■ **Work task**
Across the entries that follow, how many lines have the word "SortOrder" in them? Give only the number.
*** Records to use ***
#[cfg(test)]
mod tests {
    use super::{Repository, RepositoryConfig};
    use crate::db::DbError;
    use crate::repo::query::{Query, SortOrder};
    use crate::repo::row_access::{Record, RepoError, RepoResult, RowAccess};
    use rusqlite::types::Value;
    use std::cell::RefCell;

    #[derive(Debug, Clone, PartialEq)]
    struct Widget(i64);

    impl Record for Widget {
        const TYPE_NAME: &'static str = "WidgetItem";
    }

    /// Records every raw query and answers from a canned row set.
    #[derive(Default)]
    struct RecordingAccess {
        rows: Vec<Widget>,
        failing: bool,
        seen: RefCell<Vec<Query>>,
    }

    impl RecordingAccess {
        fn failing() -> Self {
            Self {
                failing: true,
                ..Self::default()
            }
        }

        fn last(&self) -> Query {
            self.seen.borrow().last().cloned().unwrap()
        }

        fn fault(&self) -> RepoResult<()> {
            if self.failing {
                return Err(RepoError::Db(DbError::Sqlite(rusqlite::Error::InvalidQuery)));
            }
            Ok(())
        }

        fn record(&self, query: &Query) -> RepoResult<()> {
            self.seen.borrow_mut().push(query.clone());
            self.fault()
        }
    }

    impl RowAccess<Widget> for RecordingAccess {
        fn insert_one(&self, _record: &Widget) -> RepoResult<()> {
            self.fault()
        }

        fn insert_many(&self, _records: &[Widget]) -> RepoResult<()> {
            self.fault()
        }

        fn update_one(&self, _record: &Widget) -> RepoResult<()> {
            self.fault()
        }

        fn delete_one(&self, _record: &Widget) -> RepoResult<()> {
            self.fault()
        }

        fn raw_query(&self, query: &Query) -> RepoResult<Vec<Widget>> {
            self.record(query)?;
            Ok(self.rows.clone())
        }

        fn raw_update(&self, query: &Query) -> RepoResult<usize> {
            self.record(query)?;
            Ok(3)
        }

        fn raw_delete(&self, query: &Query) -> RepoResult<usize> {
            self.record(query)?;
            Ok(2)
        }

        fn raw_count(&self, query: &Query) -> RepoResult<i64> {
            self.record(query)?;
            Ok(self.rows.len() as i64)
        }
    }

    fn widget_repo(
        access: &RecordingAccess,
        config: RepositoryConfig,
    ) -> Repository<Widget, &RecordingAccess> {
        Repository::with_config(access, config)
    }

    fn lowercase() -> RepositoryConfig {
        RepositoryConfig {
            lowercase_table_names: true,
            ..RepositoryConfig::default()
        }
    }

    #[test]
    fn table_name_follows_lowercase_flag() {
        let access = RecordingAccess::default();
        assert_eq!(
            widget_repo(&access, RepositoryConfig::default()).table_name(),
            "WidgetItem"
        );
        assert_eq!(widget_repo(&access, lowercase()).table_name(), "widgetitem");
    }

    #[test]
    fn count_and_delete_all_target_derived_table() {
        let access = RecordingAccess {
            rows: vec![Widget(1), Widget(2)],
            ..RecordingAccess::default()
        };
        let repo = widget_repo(&access, lowercase());

        assert_eq!(repo.count().into_data(), Some(2));
        assert_eq!(access.last().sql(), "SELECT COUNT(*) FROM widgetitem");

        assert_eq!(repo.delete_all().into_data(), Some(2));
        let query = access.last();
        assert_eq!(query.sql(), "DELETE FROM widgetitem");
        assert!(query.args().is_empty());
    }

    #[test]
    fn update_field_binds_new_value_before_where_value() {
        let access = RecordingAccess::default();
        let repo = widget_repo(&access, RepositoryConfig::default());

        let updated = repo.update_field("name", "Jack".to_string(), "id", 9_i64);
        assert_eq!(updated.into_data(), Some(3));

        let query = access.last();
        assert_eq!(query.sql(), "UPDATE WidgetItem SET name = ? WHERE id = ?");
        assert_eq!(
            query.args(),
            &[Value::Text("Jack".to_string()), Value::Integer(9)]
        );
    }

    #[test]
    fn table_override_replaces_derived_table() {
        let access = RecordingAccess::default();
        let repo = widget_repo(&access, RepositoryConfig::default());

        let _ = repo.find_by_field_in("archive", "email", "a@b.c".to_string());
        assert_eq!(access.last().sql(), "SELECT * FROM archive WHERE email = ?");

        let _ = repo.delete_by_field_in("archive", "email", "a@b.c".to_string());
        assert_eq!(access.last().sql(), "DELETE FROM archive WHERE email = ?");
    }

    #[test]
    fn paging_binds_limit_then_offset() {
        let access = RecordingAccess::default();
        let repo = widget_repo(&access, RepositoryConfig::default());

        let _ = repo.find_with_limit_offset(5, 10);
        let query = access.last();
        assert_eq!(query.sql(), "SELECT * FROM WidgetItem LIMIT ? OFFSET ?");
        assert_eq!(query.args(), &[Value::Integer(5), Value::Integer(10)]);

        let _ = repo.find_with_limit(1);
        assert_eq!(access.last().args(), &[Value::Integer(1)]);
    }

    #[test]
    fn sorted_select_never_binds_column_name() {
        let access = RecordingAccess::default();
        let repo = widget_repo(&access, RepositoryConfig::default());

        let _ = repo.find_all_sorted("name", SortOrder::Desc);
        let query = access.last();
        assert_eq!(query.sql(), "SELECT * FROM WidgetItem ORDER BY name DESC");
        assert!(query.args().is_empty());
    }

    #[test]
    fn invalid_identifier_fails_before_reaching_storage() {
        let access = RecordingAccess::default();
        let repo = widget_repo(&access, RepositoryConfig::default());

        let outcome = repo.find_by_field("email = email OR 1", 1_i64);
        assert!(matches!(
            outcome.fault(),
            Some(RepoError::InvalidIdentifier(_))
        ));
        assert!(access.seen.borrow().is_empty());
    }

    #[test]
    fn disabled_validation_concatenates_identifiers_verbatim() {
        let access = RecordingAccess::default();
        let config = RepositoryConfig {
            validate_identifiers: false,
            ..RepositoryConfig::default()
        };
        let repo = widget_repo(&access, config);

        let outcome = repo.find_by_field("1 = 1 OR email", "x".to_string());
        assert!(outcome.is_success());
        assert_eq!(
            access.last().sql(),
            "SELECT * FROM WidgetItem WHERE 1 = 1 OR email = ?"
        );
    }

    #[test]
    fn every_operation_wraps_row_access_faults() {
        let access = RecordingAccess::failing();
        let repo = widget_repo(&access, RepositoryConfig::default());
        let widget = Widget(1);

        assert!(repo.insert(&widget).fault().is_some());
        assert!(repo.insert_all(&[widget.clone()]).fault().is_some());
        assert!(repo.update(&widget).fault().is_some());
        assert!(repo.delete(&widget).fault().is_some());
        assert!(repo.delete_all().fault().is_some());
        assert!(repo.find_all().fault().is_some());
        assert!(repo.count().fault().is_some());
        assert!(repo.find_by_field("id", 1_i64).fault().is_some());
        assert!(repo.delete_by_field("id", 1_i64).fault().is_some());
        assert!(repo.update_field("id", 2_i64, "id", 1_i64).fault().is_some());
        assert!(repo.find_with_limit(1).fault().is_some());
        assert!(repo.find_with_limit_offset(1, 1).fault().is_some());
        assert!(repo.find_all_sorted("id", SortOrder::Asc).fault().is_some());
        assert!(repo.custom_query_list("SELECT 1", &[]).fault().is_some());
        assert!(repo.custom_query_single("SELECT 1", &[]).fault().is_some());
        assert!(repo.custom_update("UPDATE x SET a = 1", &[]).fault().is_some());
        assert!(repo.custom_delete("DELETE FROM x", &[]).fault().is_some());
    }

    #[test]
    fn custom_query_single_returns_first_row_or_none() {
        let access = RecordingAccess {
            rows: vec![Widget(4), Widget(5)],
            ..RecordingAccess::default()
        };
        let repo = widget_repo(&access, RepositoryConfig::default());
        let first = repo.custom_query_single(
            "SELECT * FROM WidgetItem WHERE id > ?",
            &[Value::Integer(3)],
        );
        assert_eq!(first.into_data(), Some(Some(Widget(4))));
        assert_eq!(access.last().args(), &[Value::Integer(3)]);

        let empty = RecordingAccess::default();
        let repo = widget_repo(&empty, RepositoryConfig::default());
        let none = repo.custom_query_single("SELECT * FROM WidgetItem", &[]);
        assert!(none.is_success());
        assert_eq!(none.into_data(), Some(None));
    }
}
*** End of Records to use ***
■ **Solution to this task**
3